What is being asked
Restate word for word the entries below, starting with the line with "assert!(created.id.0 > 0);" and continuing through the line with "let listed: Vec<SubmissionId>". Include both of those lines and no others.

··· The data ···

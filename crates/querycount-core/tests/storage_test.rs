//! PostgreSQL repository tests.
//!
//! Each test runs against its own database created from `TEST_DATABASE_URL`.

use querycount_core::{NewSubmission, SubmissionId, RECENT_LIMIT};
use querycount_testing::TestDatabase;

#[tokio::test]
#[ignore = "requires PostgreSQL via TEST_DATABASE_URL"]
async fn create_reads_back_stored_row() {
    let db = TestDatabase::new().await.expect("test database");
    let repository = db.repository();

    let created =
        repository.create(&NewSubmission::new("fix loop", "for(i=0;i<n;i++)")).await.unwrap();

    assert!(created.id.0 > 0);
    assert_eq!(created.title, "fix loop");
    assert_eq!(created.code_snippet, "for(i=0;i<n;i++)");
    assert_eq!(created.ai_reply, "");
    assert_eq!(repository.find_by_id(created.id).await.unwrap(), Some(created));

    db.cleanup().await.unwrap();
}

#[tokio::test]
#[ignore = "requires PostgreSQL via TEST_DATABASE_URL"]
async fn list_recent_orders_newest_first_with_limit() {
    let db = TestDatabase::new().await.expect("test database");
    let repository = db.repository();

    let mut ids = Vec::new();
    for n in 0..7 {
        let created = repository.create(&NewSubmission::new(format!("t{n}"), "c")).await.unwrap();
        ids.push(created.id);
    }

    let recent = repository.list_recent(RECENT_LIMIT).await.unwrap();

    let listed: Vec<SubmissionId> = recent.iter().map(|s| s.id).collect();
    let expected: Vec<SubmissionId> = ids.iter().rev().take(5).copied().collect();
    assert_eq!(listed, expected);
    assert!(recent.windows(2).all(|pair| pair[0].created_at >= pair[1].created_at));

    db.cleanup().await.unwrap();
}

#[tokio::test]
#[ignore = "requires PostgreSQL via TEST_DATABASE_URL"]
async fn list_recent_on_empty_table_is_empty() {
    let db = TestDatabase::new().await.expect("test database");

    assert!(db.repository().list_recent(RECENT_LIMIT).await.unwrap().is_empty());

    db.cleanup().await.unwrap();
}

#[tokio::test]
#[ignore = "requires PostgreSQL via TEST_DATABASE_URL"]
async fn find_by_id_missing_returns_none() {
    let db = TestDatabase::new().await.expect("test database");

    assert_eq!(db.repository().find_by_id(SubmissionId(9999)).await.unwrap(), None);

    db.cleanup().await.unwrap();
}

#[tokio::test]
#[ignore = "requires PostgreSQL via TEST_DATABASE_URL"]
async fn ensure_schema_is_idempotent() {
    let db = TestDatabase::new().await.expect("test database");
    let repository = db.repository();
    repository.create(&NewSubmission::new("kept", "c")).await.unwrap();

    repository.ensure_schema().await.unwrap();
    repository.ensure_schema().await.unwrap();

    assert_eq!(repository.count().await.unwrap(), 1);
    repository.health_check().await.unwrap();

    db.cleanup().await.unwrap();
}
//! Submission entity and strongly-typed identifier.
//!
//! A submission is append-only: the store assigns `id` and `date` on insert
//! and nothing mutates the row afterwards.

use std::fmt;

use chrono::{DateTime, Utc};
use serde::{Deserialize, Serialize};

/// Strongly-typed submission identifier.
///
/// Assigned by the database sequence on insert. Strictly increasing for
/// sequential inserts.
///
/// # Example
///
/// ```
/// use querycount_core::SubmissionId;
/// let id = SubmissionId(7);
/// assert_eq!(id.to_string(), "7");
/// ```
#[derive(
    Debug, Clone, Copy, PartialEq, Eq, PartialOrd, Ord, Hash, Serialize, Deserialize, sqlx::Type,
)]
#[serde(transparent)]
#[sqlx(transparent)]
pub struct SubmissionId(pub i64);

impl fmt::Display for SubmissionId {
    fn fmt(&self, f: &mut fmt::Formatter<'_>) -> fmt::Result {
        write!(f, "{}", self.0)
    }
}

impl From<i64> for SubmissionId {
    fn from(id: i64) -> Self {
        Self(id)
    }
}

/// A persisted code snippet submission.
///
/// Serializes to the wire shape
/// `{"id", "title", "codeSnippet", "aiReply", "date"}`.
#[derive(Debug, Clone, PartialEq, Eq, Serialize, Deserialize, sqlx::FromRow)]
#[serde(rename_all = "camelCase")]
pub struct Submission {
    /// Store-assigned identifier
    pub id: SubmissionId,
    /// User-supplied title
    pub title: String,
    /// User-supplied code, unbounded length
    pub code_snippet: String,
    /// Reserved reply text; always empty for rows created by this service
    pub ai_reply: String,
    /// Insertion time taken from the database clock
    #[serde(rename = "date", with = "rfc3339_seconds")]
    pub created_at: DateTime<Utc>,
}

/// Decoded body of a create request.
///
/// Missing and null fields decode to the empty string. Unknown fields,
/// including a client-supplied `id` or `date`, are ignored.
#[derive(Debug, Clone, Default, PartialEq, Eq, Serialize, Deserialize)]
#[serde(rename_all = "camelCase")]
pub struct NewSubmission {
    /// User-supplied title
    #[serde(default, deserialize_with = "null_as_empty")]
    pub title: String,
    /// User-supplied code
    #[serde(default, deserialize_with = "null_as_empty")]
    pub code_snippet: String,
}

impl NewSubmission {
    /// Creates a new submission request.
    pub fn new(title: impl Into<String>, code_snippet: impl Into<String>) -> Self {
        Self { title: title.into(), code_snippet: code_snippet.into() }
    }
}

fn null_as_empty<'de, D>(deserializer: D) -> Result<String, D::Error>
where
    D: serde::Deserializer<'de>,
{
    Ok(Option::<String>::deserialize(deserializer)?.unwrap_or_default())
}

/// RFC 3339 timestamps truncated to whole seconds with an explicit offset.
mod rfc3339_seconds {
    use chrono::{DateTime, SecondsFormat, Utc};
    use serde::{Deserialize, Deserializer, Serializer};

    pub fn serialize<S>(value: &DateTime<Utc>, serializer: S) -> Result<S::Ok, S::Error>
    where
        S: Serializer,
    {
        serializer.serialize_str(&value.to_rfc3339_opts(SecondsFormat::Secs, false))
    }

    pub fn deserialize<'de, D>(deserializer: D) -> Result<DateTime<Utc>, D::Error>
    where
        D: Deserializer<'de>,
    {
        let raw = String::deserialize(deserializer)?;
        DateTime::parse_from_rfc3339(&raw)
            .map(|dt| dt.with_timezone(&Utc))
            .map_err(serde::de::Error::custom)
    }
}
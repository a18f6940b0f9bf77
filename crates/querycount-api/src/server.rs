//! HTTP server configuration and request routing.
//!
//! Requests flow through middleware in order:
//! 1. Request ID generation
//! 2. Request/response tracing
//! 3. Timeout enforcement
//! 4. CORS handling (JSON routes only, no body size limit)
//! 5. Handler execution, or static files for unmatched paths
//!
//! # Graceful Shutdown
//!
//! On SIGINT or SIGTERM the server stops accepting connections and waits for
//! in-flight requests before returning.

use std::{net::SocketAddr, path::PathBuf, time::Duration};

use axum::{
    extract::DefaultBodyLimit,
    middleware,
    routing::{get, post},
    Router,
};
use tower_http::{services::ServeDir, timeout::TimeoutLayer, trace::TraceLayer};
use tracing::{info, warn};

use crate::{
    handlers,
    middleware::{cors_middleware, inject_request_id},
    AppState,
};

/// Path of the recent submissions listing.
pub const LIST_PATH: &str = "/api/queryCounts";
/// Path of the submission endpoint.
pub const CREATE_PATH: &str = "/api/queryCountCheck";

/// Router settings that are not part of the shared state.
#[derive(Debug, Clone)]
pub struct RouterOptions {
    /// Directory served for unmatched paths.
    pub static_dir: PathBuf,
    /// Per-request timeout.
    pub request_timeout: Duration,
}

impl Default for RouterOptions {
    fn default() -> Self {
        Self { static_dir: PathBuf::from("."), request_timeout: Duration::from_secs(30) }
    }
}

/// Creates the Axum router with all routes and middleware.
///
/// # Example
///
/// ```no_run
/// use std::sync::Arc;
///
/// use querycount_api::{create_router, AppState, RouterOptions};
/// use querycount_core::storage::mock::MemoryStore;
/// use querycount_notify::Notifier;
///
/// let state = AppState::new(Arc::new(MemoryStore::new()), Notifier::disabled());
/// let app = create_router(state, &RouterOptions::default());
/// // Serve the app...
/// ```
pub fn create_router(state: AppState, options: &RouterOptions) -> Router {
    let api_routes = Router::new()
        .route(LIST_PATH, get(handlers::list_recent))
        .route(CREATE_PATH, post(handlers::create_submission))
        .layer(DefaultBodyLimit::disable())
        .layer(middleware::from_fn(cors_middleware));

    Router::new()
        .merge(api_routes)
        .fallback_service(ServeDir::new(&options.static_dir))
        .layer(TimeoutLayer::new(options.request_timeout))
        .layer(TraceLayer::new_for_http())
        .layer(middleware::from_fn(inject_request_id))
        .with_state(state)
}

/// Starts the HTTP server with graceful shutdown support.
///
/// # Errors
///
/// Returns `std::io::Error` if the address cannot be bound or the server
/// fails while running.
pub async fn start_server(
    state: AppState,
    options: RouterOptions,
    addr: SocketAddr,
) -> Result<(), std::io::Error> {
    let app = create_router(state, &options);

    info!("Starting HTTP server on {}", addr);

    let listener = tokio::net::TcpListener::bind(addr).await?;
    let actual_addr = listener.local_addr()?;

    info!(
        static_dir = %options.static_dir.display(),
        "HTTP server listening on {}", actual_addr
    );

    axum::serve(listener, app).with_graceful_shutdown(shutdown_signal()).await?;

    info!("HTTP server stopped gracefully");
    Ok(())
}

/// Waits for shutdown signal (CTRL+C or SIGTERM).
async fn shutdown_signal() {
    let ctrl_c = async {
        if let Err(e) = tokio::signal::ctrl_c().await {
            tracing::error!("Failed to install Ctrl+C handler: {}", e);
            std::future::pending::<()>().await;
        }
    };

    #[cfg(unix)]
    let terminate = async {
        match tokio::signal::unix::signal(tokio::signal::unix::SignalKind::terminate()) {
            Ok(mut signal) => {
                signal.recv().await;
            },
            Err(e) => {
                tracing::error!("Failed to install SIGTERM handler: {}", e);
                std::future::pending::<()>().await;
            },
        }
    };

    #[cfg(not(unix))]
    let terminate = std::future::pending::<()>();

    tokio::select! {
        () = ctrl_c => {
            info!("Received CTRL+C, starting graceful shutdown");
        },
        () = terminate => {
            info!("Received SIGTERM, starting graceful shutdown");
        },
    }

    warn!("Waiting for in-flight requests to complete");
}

···

Expected answer
    assert!(created.id.0 > 0);
    assert_eq!(created.title, "fix loop");
    assert_eq!(created.code_snippet, "for(i=0;i<n;i++)");
    assert_eq!(created.ai_reply, "");
    assert_eq!(repository.find_by_id(created.id).await.unwrap(), Some(created));

    db.cleanup().await.unwrap();
}

#[tokio::test]
#[ignore = "requires PostgreSQL via TEST_DATABASE_URL"]
async fn list_recent_orders_newest_first_with_limit() {
    let db = TestDatabase::new().await.expect("test database");
    let repository = db.repository();

    let mut ids = Vec::new();
    for n in 0..7 {
        let created = repository.create(&NewSubmission::new(format!("t{n}"), "c")).await.unwrap();
        ids.push(created.id);
    }

    let recent = repository.list_recent(RECENT_LIMIT).await.unwrap();

    let listed: Vec<SubmissionId> = recent.iter().map(|s| s.id).collect();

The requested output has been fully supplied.